Fertility and IVF leave in Australia
Reviewed by Mellow Editorial Team, HR & payroll content team
Fertility and IVF leave is not yet a statutory entitlement under the National Employment Standards, so there is no universal legal minimum. What employees receive depends on your enterprise agreement, modern award, or individual employment contract — and an employer's own policy choices.
The current legal position
The Fair Work Act and the National Employment Standards do not include a dedicated fertility or IVF leave category. That said, employees undergoing fertility treatment are not without any protections.
Existing NES entitlements that may apply include:
- Personal/carer's leave (10 days per year for full-time employees) — an employee can use this for medical appointments, egg retrieval procedures, or recovery from treatment, provided the absence fits the definition of a personal illness or injury.
- Annual leave — employees are entitled to four weeks per year and may request to take this to cover treatment periods.
- Unpaid parental leave — once a pregnancy is confirmed, standard parental leave protections apply. The pathway to that pregnancy, however, is not separately protected.
An employee cannot be dismissed or adversely treated because they are undergoing fertility treatment. That would likely constitute discrimination under state and territory equal opportunity laws, or unlawful adverse action under the Fair Work Act.
What enterprise agreements and awards say
Some enterprise agreements — particularly in the public sector, universities, and larger corporates — already include specific fertility leave provisions. These typically provide between one and five days of paid leave per IVF cycle, though the exact entitlement varies widely. A handful of agreements go further and include travel time, counselling, and leave for partners or co-parents.
If your workforce is covered by a modern award, check whether a recent variation has introduced fertility-related provisions. The Fair Work Commission has been reviewing award conditions and employer obligations are evolving. Where an agreement or award provides more generous conditions than the NES, the more generous provision always applies.
Designing your own fertility leave policy
If your business is not covered by an agreement that includes fertility leave, building a policy from scratch is a practical way to support staff and reduce turnover. Here is what a workable policy usually covers.
Scope. Define who is eligible — employees at a certain tenure threshold, for example six months of continuous service — and whether the policy covers partners and co-parents, not just the person undergoing treatment.

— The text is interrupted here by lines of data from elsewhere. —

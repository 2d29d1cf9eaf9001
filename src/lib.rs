//! Luminary library exports for testing

pub mod core;
pub mod tui;

#[cfg(test)]
pub mod test_support;
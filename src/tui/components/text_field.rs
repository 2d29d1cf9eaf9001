//! # TextField Component
//!
//! Editable text buffer with a byte-offset cursor. Used for every form field
//! (email, password, code, profile fields, search) and, in multiline mode, as
//! the buffer behind the message composer.
//!
//! Follows the persistent state + transient wrapper pattern:
//! - `TextField` lives in the owning form's state
//! - `FieldView` is created each frame with borrowed state and props

use ratatui::Frame;
use ratatui::layout::Rect;
use ratatui::style::Style;
use ratatui::widgets::{Block, BorderType, Paragraph};
use unicode_width::UnicodeWidthStr;

use crate::tui::component::{Component, EventHandler};
use crate::tui::event::TuiEvent;
use crate::tui::theme::Palette;

const MASK_CHAR: char = '•';

/// High-level events emitted by a TextField
#[derive(Debug, Clone, PartialEq, Eq)]
pub enum FieldEvent {
    Changed,
    Submit,
}

#[derive(Debug, Clone, Default)]
pub struct TextField {
    pub buffer: String,
    /// Byte offset in `buffer` (always on a char boundary)
    cursor: usize,
    /// Render as bullets (passwords)
    pub masked: bool,
    /// Drop anything that isn't an ASCII digit
    pub digits_only: bool,
    /// Maximum number of chars accepted
    pub max_chars: Option<usize>,
    /// Accept newlines (composer)
    pub multiline: bool,
}

impl TextField {
    pub fn new() -> Self {
        Self::default()
    }

    pub fn masked() -> Self {
        Self {
            masked: true,
            ..Self::default()
        }
    }

    /// Numeric field capped at `max_chars` digits.
    pub fn digits(max_chars: usize) -> Self {
        Self {
            digits_only: true,
            max_chars: Some(max_chars),
            ..Self::default()
        }
    }

    pub fn multiline() -> Self {
        Self {
            multiline: true,
            ..Self::default()
        }
    }

    pub fn with_text(mut self, text: &str) -> Self {
        self.set(text);
        self
    }

    pub fn set(&mut self, text: &str) {
        self.buffer = text.to_string();
        self.cursor = self.buffer.len();
    }

    pub fn clear(&mut self) {
        self.buffer.clear();
        self.cursor = 0;
    }

    /// Take the buffer, leaving the field empty.
    pub fn take(&mut self) -> String {
        self.cursor = 0;
        std::mem::take(&mut self.buffer)
    }

    pub fn text(&self) -> &str {
        &self.buffer
    }

    pub fn cursor(&self) -> usize {
        self.cursor
    }

    /// What the user sees: bullets for masked fields.
    pub fn display_text(&self) -> String {
        if self.masked {
            MASK_CHAR.to_string().repeat(self.buffer.chars().count())
        } else {
            self.buffer.clone()
        }
    }

    /// Display columns before the cursor on its line.
    pub fn cursor_column(&self) -> u16 {
        let before = &self.buffer[..self.cursor];
        let line = before.rsplit('\n').next().unwrap_or("");
        if self.masked {
            line.chars().count() as u16
        } else {
            line.width() as u16
        }
    }

    fn accepts(&self, c: char) -> bool {
        if c == '\n' {
            return self.multiline;
        }
        if c.is_control() {
            return false;
        }
        if self.digits_only && !c.is_ascii_digit() {
            return false;
        }
        self.max_chars
            .is_none_or(|max| self.buffer.chars().count() < max)
    }

    fn insert(&mut self, c: char) -> bool {
        if !self.accepts(c) {
            return false;
        }
        self.buffer.insert(self.cursor, c);
        self.cursor += c.len_utf8();
        true
    }
}

/// Find the byte offset of the previous character boundary before `pos` in `text`.
fn prev_char_boundary(text: &str, pos: usize) -> usize {
    text[..pos]
        .char_indices()
        .next_back()
        .map(|(i, _)| i)
        .unwrap_or(0)
}

/// Find the byte offset of the next character boundary after `pos` in `text`.
fn next_char_boundary(text: &str, pos: usize) -> usize {
    text[pos..]
        .char_indices()
        .nth(1)
        .map(|(i, _)| pos + i)
        .unwrap_or(text.len())
}

impl EventHandler for TextField {
    type Event = FieldEvent;

    fn handle_event(&mut self, event: &TuiEvent) -> Option<Self::Event> {
        match event {
            TuiEvent::InputChar(c) => self.insert(*c).then_some(FieldEvent::Changed),
            TuiEvent::Newline => self.insert('\n').then_some(FieldEvent::Changed),
            TuiEvent::Paste(text) => {
                let mut changed = false;
                for c in text.chars() {
                    // Single-line fields flatten pasted newlines into spaces
                    let c = if c == '\n' && !self.multiline { ' ' } else { c };
                    changed |= self.insert(c);
                }
                changed.then_some(FieldEvent::Changed)
            }
            TuiEvent::Backspace => {
                if self.cursor == 0 {
                    return None;
                }
                let prev = prev_char_boundary(&self.buffer, self.cursor);
                self.buffer.drain(prev..self.cursor);
                self.cursor = prev;
                Some(FieldEvent::Changed)
            }
            TuiEvent::Delete => {
                if self.cursor >= self.buffer.len() {
                    return None;
                }
                let next = next_char_boundary(&self.buffer, self.cursor);
                self.buffer.drain(self.cursor..next);
                Some(FieldEvent::Changed)
            }
            TuiEvent::CursorLeft => {
                (self.cursor > 0).then(|| {
                    self.cursor = prev_char_boundary(&self.buffer, self.cursor);
                    FieldEvent::Changed
                })
            }
            TuiEvent::CursorRight => (self.cursor < self.buffer.len()).then(|| {
                self.cursor = next_char_boundary(&self.buffer, self.cursor);
                FieldEvent::Changed
            }),
            TuiEvent::CursorHome => {
                let line_start = self.buffer[..self.cursor]
                    .rfind('\n')
                    .map(|i| i + 1)
                    .unwrap_or(0);
                (self.cursor != line_start).then(|| {
                    self.cursor = line_start;
                    FieldEvent::Changed
                })
            }
            TuiEvent::CursorEnd => {
                let line_end = self.buffer[self.cursor..]
                    .find('\n')
                    .map(|i| self.cursor + i)
                    .unwrap_or(self.buffer.len());
                (self.cursor != line_end).then(|| {
                    self.cursor = line_end;
                    FieldEvent::Changed
                })
            }
            TuiEvent::Submit => Some(FieldEvent::Submit),
            _ => None,
        }
    }
}

/// Transient render wrapper: a bordered, titled single-line field.
pub struct FieldView<'a> {
    pub field: &'a TextField,
    pub title: &'a str,
    pub placeholder: &'a str,
    pub focused: bool,
    pub has_error: bool,
    pub palette: &'a Palette,
}

impl Component for FieldView<'_> {
    fn render(&mut self, frame: &mut Frame, area: Rect) {
        let border_style = if self.has_error {
            self.palette.error()
        } else if self.focused {
            self.palette.accent()
        } else {
            Style::default().fg(self.palette.border)
        };

        let block = Block::bordered()
            .border_type(BorderType::Rounded)
            .border_style(border_style)
            .title(self.title)
            .title_style(border_style);

        let (text, style) = if self.field.buffer.is_empty() && !self.focused {
            (self.placeholder.to_string(), self.palette.muted())
        } else {
            (self.field.display_text(), Style::default().fg(self.palette.text))
        };

        let inner = block.inner(area);
        frame.render_widget(Paragraph::new(text).style(style).block(block), area);

        if self.focused && inner.width > 0 && inner.height > 0 {
            let x = inner.x + self.field.cursor_column().min(inner.width - 1);
            frame.set_cursor_position((x, inner.y));
        }
    }
}
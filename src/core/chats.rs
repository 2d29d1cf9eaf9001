//! # Chats and Messages
//!
//! Conversation summaries, their messages, the seed data the client starts
//! with, and the pure search filter used by the sidebar.
//!
//! ```text
//! Chat
//! ├── id, name, avatar, kind
//! ├── last_message: Option<Message>   // embedded copy, not a reference
//! ├── unread_count
//! ├── is_online: Option<bool>         // None for groups and channels
//! ├── is_pinned
//! └── handle: Option<String>
//! ```

use chrono::{DateTime, Local, Utc};

/// Sender id used for messages written by the signed-in user.
pub const LOCAL_SENDER_ID: &str = "user";

const HOUR_MS: i64 = 3_600_000;

#[derive(Debug, Clone, Copy, PartialEq, Eq)]
pub enum ChatKind {
    Private,
    Group,
    Channel,
}

#[derive(Debug, Clone, Copy, PartialEq, Eq)]
pub enum DeliveryStatus {
    Sent,
    Delivered,
    Read,
}

#[derive(Debug, Clone, PartialEq, Eq)]
pub struct Message {
    pub id: String,
    pub sender_id: String,
    pub text: String,
    /// Unix time in milliseconds.
    pub timestamp: i64,
    pub status: DeliveryStatus,
    pub reply_to: Option<String>,
    pub is_edited: bool,
}

impl Message {
    /// A freshly composed message from the local user.
    pub fn outgoing(text: String, timestamp: i64) -> Self {
        Self {
            id: uuid::Uuid::new_v4().to_string(),
            sender_id: LOCAL_SENDER_ID.to_string(),
            text,
            timestamp,
            status: DeliveryStatus::Sent,
            reply_to: None,
            is_edited: false,
        }
    }

    pub fn is_own(&self) -> bool {
        self.sender_id == LOCAL_SENDER_ID
    }
}

#[derive(Debug, Clone, PartialEq, Eq)]
pub struct Chat {
    pub id: String,
    pub name: String,
    pub avatar: String,
    pub kind: ChatKind,
    pub last_message: Option<Message>,
    pub unread_count: u32,
    pub is_online: Option<bool>,
    pub is_pinned: bool,
    pub handle: Option<String>,
}

impl Chat {
    /// Case-insensitive substring match against name or handle.
    /// `needle` must already be lowercase.
    fn matches(&self, needle: &str) -> bool {
        self.name.to_lowercase().contains(needle)
            || self
                .handle
                .as_deref()
                .is_some_and(|h| h.to_lowercase().contains(needle))
    }
}

/// Chats visible for `query`, in input order. An empty query keeps everything.
pub fn filter_chats<'a>(chats: &'a [Chat], query: &str) -> Vec<&'a Chat> {
    if query.is_empty() {
        return chats.iter().collect();
    }
    let needle = query.to_lowercase();
    chats.iter().filter(|chat| chat.matches(&needle)).collect()
}

/// Stable partition: pinned chats first, relative order otherwise unchanged.
pub fn sort_pinned_first(chats: &mut [Chat]) {
    chats.sort_by_key(|chat| !chat.is_pinned);
}

/// The opening message shown when a conversation is first opened.
pub fn greeting(chat: &Chat, now_ms: i64) -> Message {
    Message {
        id: format!("{}-greeting", chat.id),
        sender_id: chat.id.clone(),
        text: "Hey there!".to_string(),
        timestamp: now_ms - HOUR_MS,
        status: DeliveryStatus::Read,
        reply_to: None,
        is_edited: false,
    }
}

/// Conversations the client starts with. Timestamps are relative to `now_ms`.
pub fn seed_chats(now_ms: i64) -> Vec<Chat> {
    vec![
        Chat {
            id: "1".to_string(),
            name: "Pavel Durov".to_string(),
            avatar: "https://picsum.photos/id/64/100/100".to_string(),
            kind: ChatKind::Private,
            last_message: Some(Message {
                id: "m1".to_string(),
                sender_id: "1".to_string(),
                text: "Privacy is not for sale.".to_string(),
                timestamp: now_ms - HOUR_MS,
                status: DeliveryStatus::Read,
                reply_to: None,
                is_edited: false,
            }),
            unread_count: 2,
            is_online: Some(true),
            is_pinned: false,
            handle: Some("durov".to_string()),
        },
        Chat {
            id: "2".to_string(),
            name: "Designers Hub".to_string(),
            avatar: "https://picsum.photos/id/103/100/100".to_string(),
            kind: ChatKind::Group,
            last_message: Some(Message {
                id: "m2".to_string(),
                sender_id: LOCAL_SENDER_ID.to_string(),
                text: "Check out the new UI kit!".to_string(),
                timestamp: now_ms - 100_000,
                status: DeliveryStatus::Delivered,
                reply_to: None,
                is_edited: false,
            }),
            unread_count: 45,
            is_online: None,
            is_pinned: true,
            handle: None,
        },
        Chat {
            id: "3".to_string(),
            name: "Luminary News".to_string(),
            avatar: "https://picsum.photos/id/180/100/100".to_string(),
            kind: ChatKind::Channel,
            last_message: Some(Message {
                id: "m3".to_string(),
                sender_id: "3".to_string(),
                text: "Version 1.0 is out.".to_string(),
                timestamp: now_ms - 2 * HOUR_MS,
                status: DeliveryStatus::Read,
                reply_to: None,
                is_edited: false,
            }),
            unread_count: 3,
            is_online: None,
            is_pinned: false,
            handle: Some("luminary".to_string()),
        },
        Chat {
            id: "4".to_string(),
            name: "Alex Johnson".to_string(),
            avatar: "https://picsum.photos/id/65/100/100".to_string(),
            kind: ChatKind::Private,
            last_message: None,
            unread_count: 0,
            is_online: Some(false),
            is_pinned: false,
            handle: Some("alexj".to_string()),
        },
    ]
}

/// Format a millisecond timestamp as local `HH:MM`.
pub fn format_time(timestamp_ms: i64) -> String {
    DateTime::<Utc>::from_timestamp_millis(timestamp_ms)
        .unwrap_or_default()
        .with_timezone(&Local)
        .format("%H:%M")
        .to_string()
}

Quantum. Most employer policies provide somewhere between two and ten days of paid leave per treatment cycle, separate from personal leave. Some cap the total across a rolling 12-month period. Setting a clear limit gives budget predictability while still being genuinely useful.
Evidence. You can require reasonable evidence — a medical certificate or a letter from a treating specialist — without requiring employees to disclose the specific nature of their treatment in detail. Keep the requirement proportionate.
Confidentiality. Fertility treatment is sensitive. Your policy should state explicitly how information is handled, who has access, and that managers are not to discuss an employee's circumstances with colleagues.
Flexibility. IVF appointments are often determined at short notice based on hormonal cycles. A policy that requires five days' advance notice is largely unworkable. Build in an acknowledgement that appointments may arise quickly and that reasonable adjustment is expected from managers.
Payroll and administrative considerations
If you introduce paid fertility leave, you need to decide how it sits within your payroll and leave management system. A few practical points:
- Paid fertility leave is ordinary earnings and subject to PAYG withholding, Medicare levy, and the Superannuation Guarantee (currently 12% of ordinary time earnings) in the same way as regular pay.
- It should be reported through Single Touch Payroll at each pay event, with the correct leave type or earnings category assigned.
- If your payroll software does not have a pre-built leave type for fertility leave, you can usually create a custom category. Make sure the settings correctly include it in ordinary time earnings for super purposes.
- If an employee's HECS/HELP debt is being repaid through payroll, fertility leave payments count toward the income calculation in the same way as other ordinary pay.
Supporting employees through treatment
Beyond policy mechanics, how managers actually respond to fertility treatment requests matters. Treatment cycles can be physically and emotionally demanding, and outcomes are uncertain. Employees may experience failed cycles, miscarriage, or the end of fertility treatment altogether.
Practical support includes flexible start and finish times where the role allows, access to an employee assistance programme, and a clear process for employees to raise concerns confidentially. Training managers to respond with discretion — not curiosity or assumptions about timelines — is often where the practical value sits.
The legislative landscape in this area is shifting. Several state governments and federal parliamentary inquiries have examined dedicated fertility leave as a standard entitlement. Employers who have already built a clear, fair policy are better placed regardless of how that debate resolves.